Exercise instructions - In which lines of the data does the string "ProgrammingRepo" appear? Copy every one.

Given data -
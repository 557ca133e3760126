use std::sync::Arc;

use async_trait::async_trait;
use domain_maintenance::{model::vo::AnomalyStatus, service::AnomalyService};
use reqwest::Client;
use serde_json::json;
use typed_builder::TypedBuilder;
use uuid::Uuid;

use super::endpoint;

/// Anomaly registry reached over HTTP.
#[derive(TypedBuilder)]
pub struct HttpAnomalyService {
    client: Arc<Client>,
    #[builder(setter(into))]
    base_url: String,
}

#[async_trait]
impl AnomalyService for HttpAnomalyService {
    async fn update_status(&self, anomaly_id: Uuid, status: AnomalyStatus) -> anyhow::Result<()> {
        self.client
            .put(endpoint(&self.base_url, &format!("anomalies/{anomaly_id}/status")))
            .json(&json!({ "status": status }))
            .send()
            .await?
            .error_for_status()?;
        Ok(())
    }

    async fn resolve(&self, anomaly_id: Uuid, note: Option<String>) -> anyhow::Result<()> {
        self.client
            .post(endpoint(&self.base_url, &format!("anomalies/{anomaly_id}/resolve")))
            .json(&json!({ "note": note }))
            .send()
            .await?
            .error_for_status()?;
        Ok(())
    }
}

/// Stands in for the registry when none is configured.
pub struct LoggingAnomalyService;

#[async_trait]
impl AnomalyService for LoggingAnomalyService {
    async fn update_status(&self, anomaly_id: Uuid, status: AnomalyStatus) -> anyhow::Result<()> {
        tracing::info!("No anomaly registry configured, anomaly {anomaly_id} would be {status}");
        Ok(())
    }

    async fn resolve(&self, anomaly_id: Uuid, _note: Option<String>) -> anyhow::Result<()> {
        tracing::info!("No anomaly registry configured, anomaly {anomaly_id} would be resolved");
        Ok(())
    }
}
use anyhow::{bail, Context};
use architecture::{DBRepository, MutableRepository, PaginationResult, ReadOnlyRepository};
use async_trait::async_trait;
use domain_maintenance::{
    model::{entity::Programming, vo::ProgrammingFilter},
    repository::ProgrammingRepo,
};
use sea_orm::{ActiveModelTrait, ColumnTrait, EntityTrait, QueryFilter, QueryOrder};
use uuid::Uuid;

use super::OrmRepo;
use crate::model::prelude::*;

#[async_trait]
impl ReadOnlyRepository<Programming> for OrmRepo {
    async fn get_by_id(&self, id: Uuid) -> anyhow::Result<Option<Programming>> {
        ProgrammingEntity::find_by_id(id)
            .one(&self.txn)
            .await?
            .map(Programming::try_from)
            .transpose()
    }

    async fn get_all(&self) -> anyhow::Result<Vec<Programming>> {
        ProgrammingEntity::find()
            .order_by_asc(ProgrammingColumn::CreatedAt)
            .all(&self.txn)
            .await?
            .into_iter()
            .map(Programming::try_from)
            .collect()
    }
}

#[async_trait]
impl MutableRepository<Programming> for OrmRepo {
    async fn update(&self, entity: &Programming) -> anyhow::Result<()> {
        let active_model = ProgrammingActiveModel::from(ProgrammingModel::try_from(entity)?);
        let result = ProgrammingEntity::update_many()
            .set(active_model.reset_all())
            .filter(ProgrammingColumn::Id.eq(entity.id))
            .exec(&self.txn)
            .await
            .with_context(|| format!("Programming code {} is already taken", entity.code))?;
        if result.rows_affected == 0 {
            bail!("No programming with id: {}", entity.id);
        }
        Ok(())
    }

    async fn insert(&self, entity: &Programming) -> anyhow::Result<Uuid> {
        let active_model = ProgrammingActiveModel::from(ProgrammingModel::try_from(entity)?);
        ProgrammingEntity::insert(active_model.reset_all())
            .exec_without_returning(&self.txn)
            .await
            .with_context(|| {
                format!("Programming {} ({}) clashes with a stored one", entity.code, entity.id)
            })?;
        Ok(entity.id)
    }
}

impl DBRepository<Programming> for OrmRepo {}

#[async_trait]
impl ProgrammingRepo for OrmRepo {
    async fn next_code_sequence(&self, year: i32) -> anyhow::Result<u32> {
        self.next_sequence(Sequence::ProgrammingCode, year).await
    }

    async fn query(
        &self,
        filter: &ProgrammingFilter,
    ) -> anyhow::Result<PaginationResult<Programming>> {
        let mut select = ProgrammingEntity::find().filter(ProgrammingColumn::Deleted.eq(false));
        if let Some(status) = filter.status {
            select = select.filter(ProgrammingColumn::Status.eq(status.to_string()));
        }
        if let Some(anomaly_id) = filter.anomaly_id {
            select = select.filter(ProgrammingColumn::AnomalyId.eq(anomaly_id));
        }
        let mut matches = Vec::new();
        for model in select.order_by_desc(ProgrammingColumn::CreatedAt).all(&self.txn).await? {
            let programming = Programming::try_from(model)?;
            if filter.matches(&programming) {
                matches.push(programming);
            }
        }
        Ok(filter.pagination().apply(matches))
    }
}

Your response -
    repository::ProgrammingRepo,
impl ProgrammingRepo for OrmRepo {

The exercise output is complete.